Exercise directions =>
Only one stretch of the data is wanted: the line containing "let side = application_side(path);", the line containing "ApplicationSide::Api", and every line between them, copied exactly.

Dataset excerpts =>

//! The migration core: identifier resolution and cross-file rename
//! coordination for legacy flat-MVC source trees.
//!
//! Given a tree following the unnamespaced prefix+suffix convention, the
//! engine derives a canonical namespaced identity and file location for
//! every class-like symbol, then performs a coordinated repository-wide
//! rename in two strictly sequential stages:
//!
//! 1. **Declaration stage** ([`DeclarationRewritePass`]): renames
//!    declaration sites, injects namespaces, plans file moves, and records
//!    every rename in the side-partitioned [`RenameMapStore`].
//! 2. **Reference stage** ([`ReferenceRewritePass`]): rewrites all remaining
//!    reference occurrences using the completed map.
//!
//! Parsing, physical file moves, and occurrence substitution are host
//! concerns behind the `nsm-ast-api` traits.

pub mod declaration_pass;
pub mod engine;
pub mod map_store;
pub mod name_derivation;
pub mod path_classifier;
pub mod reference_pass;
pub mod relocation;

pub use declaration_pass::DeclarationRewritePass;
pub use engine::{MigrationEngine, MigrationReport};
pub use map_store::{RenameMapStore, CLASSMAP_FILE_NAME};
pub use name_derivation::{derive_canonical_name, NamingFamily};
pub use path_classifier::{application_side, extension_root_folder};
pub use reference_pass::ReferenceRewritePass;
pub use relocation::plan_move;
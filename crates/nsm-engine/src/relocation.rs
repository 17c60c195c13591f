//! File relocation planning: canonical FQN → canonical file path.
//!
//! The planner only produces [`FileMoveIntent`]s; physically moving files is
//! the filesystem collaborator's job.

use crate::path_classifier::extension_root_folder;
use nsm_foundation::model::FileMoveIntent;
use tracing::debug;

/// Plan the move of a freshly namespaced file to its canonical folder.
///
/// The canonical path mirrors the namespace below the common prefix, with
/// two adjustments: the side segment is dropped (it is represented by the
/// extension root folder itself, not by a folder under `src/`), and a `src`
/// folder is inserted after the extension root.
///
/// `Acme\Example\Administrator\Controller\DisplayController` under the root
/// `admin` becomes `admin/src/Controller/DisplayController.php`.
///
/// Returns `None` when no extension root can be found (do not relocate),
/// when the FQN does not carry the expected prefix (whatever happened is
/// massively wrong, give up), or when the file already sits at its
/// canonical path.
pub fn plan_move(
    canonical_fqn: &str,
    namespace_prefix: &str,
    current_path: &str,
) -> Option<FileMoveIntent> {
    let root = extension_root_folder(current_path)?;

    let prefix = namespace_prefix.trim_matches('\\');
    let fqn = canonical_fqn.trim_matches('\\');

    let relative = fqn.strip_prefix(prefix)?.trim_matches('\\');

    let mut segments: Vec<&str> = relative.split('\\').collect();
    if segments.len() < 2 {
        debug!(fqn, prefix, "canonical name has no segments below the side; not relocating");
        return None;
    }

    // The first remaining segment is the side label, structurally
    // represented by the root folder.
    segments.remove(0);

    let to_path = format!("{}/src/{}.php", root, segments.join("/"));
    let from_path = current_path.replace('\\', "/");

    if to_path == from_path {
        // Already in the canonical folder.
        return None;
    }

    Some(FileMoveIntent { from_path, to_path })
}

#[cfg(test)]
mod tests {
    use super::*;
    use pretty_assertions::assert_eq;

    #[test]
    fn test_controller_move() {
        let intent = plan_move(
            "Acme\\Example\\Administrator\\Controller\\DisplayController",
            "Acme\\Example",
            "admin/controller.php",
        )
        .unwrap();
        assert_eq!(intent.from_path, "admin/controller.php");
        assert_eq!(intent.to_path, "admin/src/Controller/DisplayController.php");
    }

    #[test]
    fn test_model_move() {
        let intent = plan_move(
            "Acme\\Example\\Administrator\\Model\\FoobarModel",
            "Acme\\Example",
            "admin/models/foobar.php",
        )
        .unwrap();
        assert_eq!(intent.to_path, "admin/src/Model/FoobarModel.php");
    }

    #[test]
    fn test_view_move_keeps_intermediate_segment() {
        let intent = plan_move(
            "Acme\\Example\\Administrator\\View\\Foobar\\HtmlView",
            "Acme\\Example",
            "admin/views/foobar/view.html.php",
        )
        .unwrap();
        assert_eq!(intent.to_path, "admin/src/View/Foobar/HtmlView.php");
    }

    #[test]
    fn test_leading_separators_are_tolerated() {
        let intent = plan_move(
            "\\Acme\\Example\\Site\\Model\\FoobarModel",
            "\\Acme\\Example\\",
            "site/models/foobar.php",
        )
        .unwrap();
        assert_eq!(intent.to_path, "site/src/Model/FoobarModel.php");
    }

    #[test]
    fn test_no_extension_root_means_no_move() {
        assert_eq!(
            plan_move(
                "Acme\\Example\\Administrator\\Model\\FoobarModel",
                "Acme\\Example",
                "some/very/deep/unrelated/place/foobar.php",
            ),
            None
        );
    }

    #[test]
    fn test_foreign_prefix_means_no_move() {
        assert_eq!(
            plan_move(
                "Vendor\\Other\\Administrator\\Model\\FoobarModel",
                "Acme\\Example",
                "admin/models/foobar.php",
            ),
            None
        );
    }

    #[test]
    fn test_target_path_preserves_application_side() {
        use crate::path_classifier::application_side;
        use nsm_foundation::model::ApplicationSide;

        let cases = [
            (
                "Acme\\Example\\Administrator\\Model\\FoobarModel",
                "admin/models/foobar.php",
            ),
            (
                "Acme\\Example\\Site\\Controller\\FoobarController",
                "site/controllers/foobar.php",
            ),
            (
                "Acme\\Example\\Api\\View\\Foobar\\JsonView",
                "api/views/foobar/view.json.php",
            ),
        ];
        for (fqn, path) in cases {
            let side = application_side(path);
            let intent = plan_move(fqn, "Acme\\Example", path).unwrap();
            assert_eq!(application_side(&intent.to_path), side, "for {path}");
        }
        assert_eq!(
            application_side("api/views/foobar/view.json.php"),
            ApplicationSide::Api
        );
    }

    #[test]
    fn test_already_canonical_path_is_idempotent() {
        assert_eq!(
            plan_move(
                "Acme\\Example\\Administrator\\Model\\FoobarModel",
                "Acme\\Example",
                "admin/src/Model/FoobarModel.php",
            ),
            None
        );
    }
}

Task answer =>
            let side = application_side(path);
            let intent = plan_move(fqn, "Acme\\Example", path).unwrap();
            assert_eq!(application_side(&intent.to_path), side, "for {path}");
        }
        assert_eq!(
            application_side("api/views/foobar/view.json.php"),
            ApplicationSide::Api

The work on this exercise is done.